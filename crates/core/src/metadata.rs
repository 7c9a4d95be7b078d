use chrono::{DateTime, Utc};
use serde::{Deserialize, Serialize};

/// Informational header extracted from the report file. None of these fields
/// participate in answering; they only render into the context block.
#[derive(Debug, Clone, Default, Serialize, Deserialize)]
pub struct ReportInfo {
    pub name: String,
    #[serde(default)]
    pub file_path: String,
    #[serde(default)]
    pub created: Option<DateTime<Utc>>,
    #[serde(default)]
    pub modified: Option<DateTime<Utc>>,
    #[serde(default)]
    pub file_size: Option<u64>,
    #[serde(default)]
    pub tool_version: Option<String>,
}

#[derive(Debug, Clone, Copy, PartialEq, Eq, Serialize, Deserialize)]
#[serde(rename_all = "snake_case")]
pub enum ObjectKind {
    Text,
    Field,
    Image,
    Other,
}

#[derive(Debug, Clone, Serialize, Deserialize)]
pub struct ReportObject {
    pub name: String,
    pub kind: ObjectKind,
    #[serde(default)]
    pub left: i32,
    #[serde(default)]
    pub top: i32,
    #[serde(default)]
    pub width: u32,
    #[serde(default)]
    pub height: u32,
    /// Literal text for text objects.
    #[serde(default)]
    pub text: Option<String>,
    /// Database field or formula reference backing a field object.
    #[serde(default)]
    pub data_source: Option<String>,
}

#[derive(Debug, Clone, Serialize, Deserialize)]
pub struct Section {
    /// Section kind as reported by the conversion tool (ReportHeader,
    /// Details, PageFooter, ...). Treated as an opaque label.
    pub kind: String,
    #[serde(default)]
    pub height: u32,
    #[serde(default)]
    pub objects: Vec<ReportObject>,
}

#[derive(Debug, Clone, Serialize, Deserialize)]
pub struct Table {
    pub name: String,
    #[serde(default)]
    pub location: String,
    #[serde(default)]
    pub class_name: String,
}

#[derive(Debug, Clone, Serialize, Deserialize)]
pub struct Parameter {
    pub name: String,
    #[serde(default)]
    pub field_name: String,
    #[serde(default)]
    pub value_type: String,
    #[serde(default)]
    pub has_current_value: bool,
}

#[derive(Debug, Clone, Serialize, Deserialize)]
pub struct Formula {
    pub name: String,
    #[serde(default)]
    pub field_name: String,
    /// Formula text is absent when the conversion tool denies access to the
    /// definition. That is an expected state, not an error.
    #[serde(default)]
    pub text: Option<String>,
}

/// One parsed report snapshot. Immutable once stored; re-uploads replace the
/// whole record. Duplicate names across collections are tolerated.
#[derive(Debug, Clone, Default, Serialize, Deserialize)]
pub struct ReportMetadata {
    pub report_id: String,
    #[serde(default)]
    pub info: ReportInfo,
    #[serde(default)]
    pub sections: Vec<Section>,
    #[serde(default)]
    pub tables: Vec<Table>,
    #[serde(default)]
    pub parameters: Vec<Parameter>,
    #[serde(default)]
    pub formulas: Vec<Formula>,
}

impl ReportMetadata {
    /// Named entities in their natural enumeration order: tables, then
    /// parameters, then formulas. This order is the tie-break contract for
    /// source attribution.
    pub fn entity_names(&self) -> impl Iterator<Item = &str> {
        self.tables
            .iter()
            .map(|t| t.name.as_str())
            .chain(self.parameters.iter().map(|p| p.name.as_str()))
            .chain(self.formulas.iter().map(|f| f.name.as_str()))
    }

    pub fn is_empty(&self) -> bool {
        self.sections.is_empty()
            && self.tables.is_empty()
            && self.parameters.is_empty()
            && self.formulas.is_empty()
    }
}
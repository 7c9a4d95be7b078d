use rptqa_core::ReportMetadata;

use crate::sources::attribute_sources;

/// Baseline score for a non-empty, non-hedged answer.
pub const BASE_SCORE: f64 = 0.5;
/// Bonus per distinct metadata name found verbatim in the answer.
pub const NAME_MATCH_BONUS: f64 = 0.1;
/// The name-match bonus saturates here (diminishing returns past 3 names).
pub const NAME_MATCH_BONUS_CAP: f64 = 0.3;
/// A hedged answer never scores above this, regardless of name matches.
pub const HEDGED_SCORE_CEILING: f64 = 0.3;
/// Penalty for answers shorter than `MIN_ANSWER_CHARS` after trimming.
pub const SHORT_ANSWER_PENALTY: f64 = 0.2;
pub const MIN_ANSWER_CHARS: usize = 20;
/// Scores are clamped to [SCORE_FLOOR, 1.0]; an empty answer sits at the floor.
pub const SCORE_FLOOR: f64 = 0.1;

const HIGH_BAND: f64 = 0.75;
const MEDIUM_BAND: f64 = 0.45;

/// Phrases that signal the model is unsure of its own answer. Matching any of
/// these clamps the score into the low band.
const HEDGE_PHRASES: [&str; 11] = [
    "i don't know",
    "i do not know",
    "not sure",
    "unclear",
    "cannot determine",
    "cannot be answered",
    "not clear from the available information",
    "might be",
    "possibly",
    "it appears",
    "seems like",
];

#[derive(Debug, Clone, PartialEq)]
pub struct Confidence {
    pub score: f64,
    pub reasoning: String,
}

/// Heuristic confidence for a model answer. Pure and deterministic: the score
/// depends only on the answer text and the set of metadata names, not on
/// match positions.
pub fn estimate_confidence(answer: &str, metadata: &ReportMetadata) -> Confidence {
    let trimmed = answer.trim();
    if trimmed.is_empty() {
        return Confidence {
            score: SCORE_FLOOR,
            reasoning: "low: empty answer".to_string(),
        };
    }

    let matches = attribute_sources(trimmed, metadata).len();
    let bonus = (matches as f64 * NAME_MATCH_BONUS).min(NAME_MATCH_BONUS_CAP);
    let mut score = BASE_SCORE + bonus;

    if trimmed.chars().count() < MIN_ANSWER_CHARS {
        score -= SHORT_ANSWER_PENALTY;
    }

    let lower = trimmed.to_lowercase();
    let hedged = HEDGE_PHRASES.iter().any(|phrase| lower.contains(phrase));
    if hedged {
        // min() keeps the score monotonic in `matches` while forcing the
        // low band whenever hedging language is present.
        score = score.min(HEDGED_SCORE_CEILING);
    }

    let score = score.clamp(SCORE_FLOOR, 1.0);
    let band = if score >= HIGH_BAND {
        "high"
    } else if score >= MEDIUM_BAND {
        "medium"
    } else {
        "low"
    };
    let reasoning = if hedged {
        format!("{band}: hedging language detected")
    } else {
        format!("{band}: {matches} metadata name(s) referenced")
    };
    Confidence { score, reasoning }
}
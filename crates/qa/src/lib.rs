pub mod confidence;
pub mod context;
pub mod prompt;
pub mod service;
pub mod sources;
pub mod suggest;

pub use confidence::{estimate_confidence, Confidence};
pub use context::{build_context, MAX_CONTEXT_CHARS};
pub use prompt::{build_prompt, SYSTEM_PROMPT};
pub use service::{CapabilityHealth, QaResult, QaService};
pub use sources::attribute_sources;
pub use suggest::{suggest_questions, MAX_SUGGESTIONS};

pub use rptqa_core::{MetadataStore, QaError, ReportMetadata};
pub use rptqa_llm::{Completion, CompletionOptions, CompletionRequest, CompletionResponse};
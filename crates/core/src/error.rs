use thiserror::Error;

/// Failure taxonomy for the Q&A pipeline. Every variant is an anticipated
/// condition handled as a value; none of these unwind across the crate API.
#[derive(Error, Debug, Clone, PartialEq, Eq)]
pub enum QaError {
    #[error("report not found: {0}")]
    ReportNotFound(String),
    #[error("question is empty")]
    InvalidQuestion,
    #[error("language model capability is not configured")]
    CapabilityUnconfigured,
    #[error("language model call failed: {0}")]
    CapabilityError(String),
    #[error("language model call timed out")]
    CapabilityTimeout,
}

impl QaError {
    /// Short machine-readable tag, used by HTTP responses and log fields.
    pub fn kind(&self) -> &'static str {
        match self {
            QaError::ReportNotFound(_) => "report_not_found",
            QaError::InvalidQuestion => "invalid_question",
            QaError::CapabilityUnconfigured => "capability_unconfigured",
            QaError::CapabilityError(_) => "capability_error",
            QaError::CapabilityTimeout => "capability_timeout",
        }
    }
}

pub type Result<T> = std::result::Result<T, QaError>;
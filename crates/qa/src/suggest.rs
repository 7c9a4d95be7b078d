use rptqa_core::{ObjectKind, ReportMetadata};

pub const MAX_SUGGESTIONS: usize = 6;

/// Which metadata category must be present for a template to apply.
#[derive(Debug, Clone, Copy)]
enum Requires {
    Tables,
    MultipleTables,
    FirstTable,
    Sections,
    Formulas,
    Parameters,
    ImageObjects,
}

/// Fixed priority order; templates are tried top to bottom until the list
/// reaches `MAX_SUGGESTIONS`.
const TEMPLATES: [(Requires, &str); 7] = [
    (Requires::Tables, "What data sources does this report use?"),
    (Requires::Sections, "What are the main sections of this report?"),
    (
        Requires::Formulas,
        "Show me all the calculated fields and formulas.",
    ),
    (
        Requires::MultipleTables,
        "How many different tables does this report pull from?",
    ),
    (Requires::FirstTable, "What fields come from the {table} table?"),
    (
        Requires::Parameters,
        "What parameters does this report expect at run time?",
    ),
    (
        Requires::ImageObjects,
        "What images or logos are included in this report?",
    ),
];

/// Template questions for a report, keyed by which metadata categories are
/// populated. Never fails; empty metadata yields an empty list.
pub fn suggest_questions(metadata: &ReportMetadata) -> Vec<String> {
    let has_images = metadata
        .sections
        .iter()
        .flat_map(|section| section.objects.iter())
        .any(|object| object.kind == ObjectKind::Image);

    let mut questions = Vec::new();
    for (requires, template) in TEMPLATES {
        if questions.len() == MAX_SUGGESTIONS {
            break;
        }
        match requires {
            Requires::Tables if !metadata.tables.is_empty() => {
                questions.push(template.to_string());
            }
            Requires::MultipleTables if metadata.tables.len() > 1 => {
                questions.push(template.to_string());
            }
            Requires::FirstTable => {
                if let Some(table) = metadata.tables.first() {
                    questions.push(template.replace("{table}", &table.name));
                }
            }
            Requires::Sections if !metadata.sections.is_empty() => {
                questions.push(template.to_string());
            }
            Requires::Formulas if !metadata.formulas.is_empty() => {
                questions.push(template.to_string());
            }
            Requires::Parameters if !metadata.parameters.is_empty() => {
                questions.push(template.to_string());
            }
            Requires::ImageObjects if has_images => {
                questions.push(template.to_string());
            }
            _ => {}
        }
    }
    questions
}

++++++++++++++++++++

:: REQUIRED ACTION ::
Looking at the data above, return every line from the one with "Requires::Tables if !metadata.tables.is_empty()" down to the one with "if let Some(table)", exactly and inclusively.

:: RESPONSE FOR THIS EXERCISE ::
            Requires::Tables if !metadata.tables.is_empty() => {
                questions.push(template.to_string());
            }
            Requires::MultipleTables if metadata.tables.len() > 1 => {
                questions.push(template.to_string());
            }
            Requires::FirstTable => {
                if let Some(table) = metadata.tables.first() {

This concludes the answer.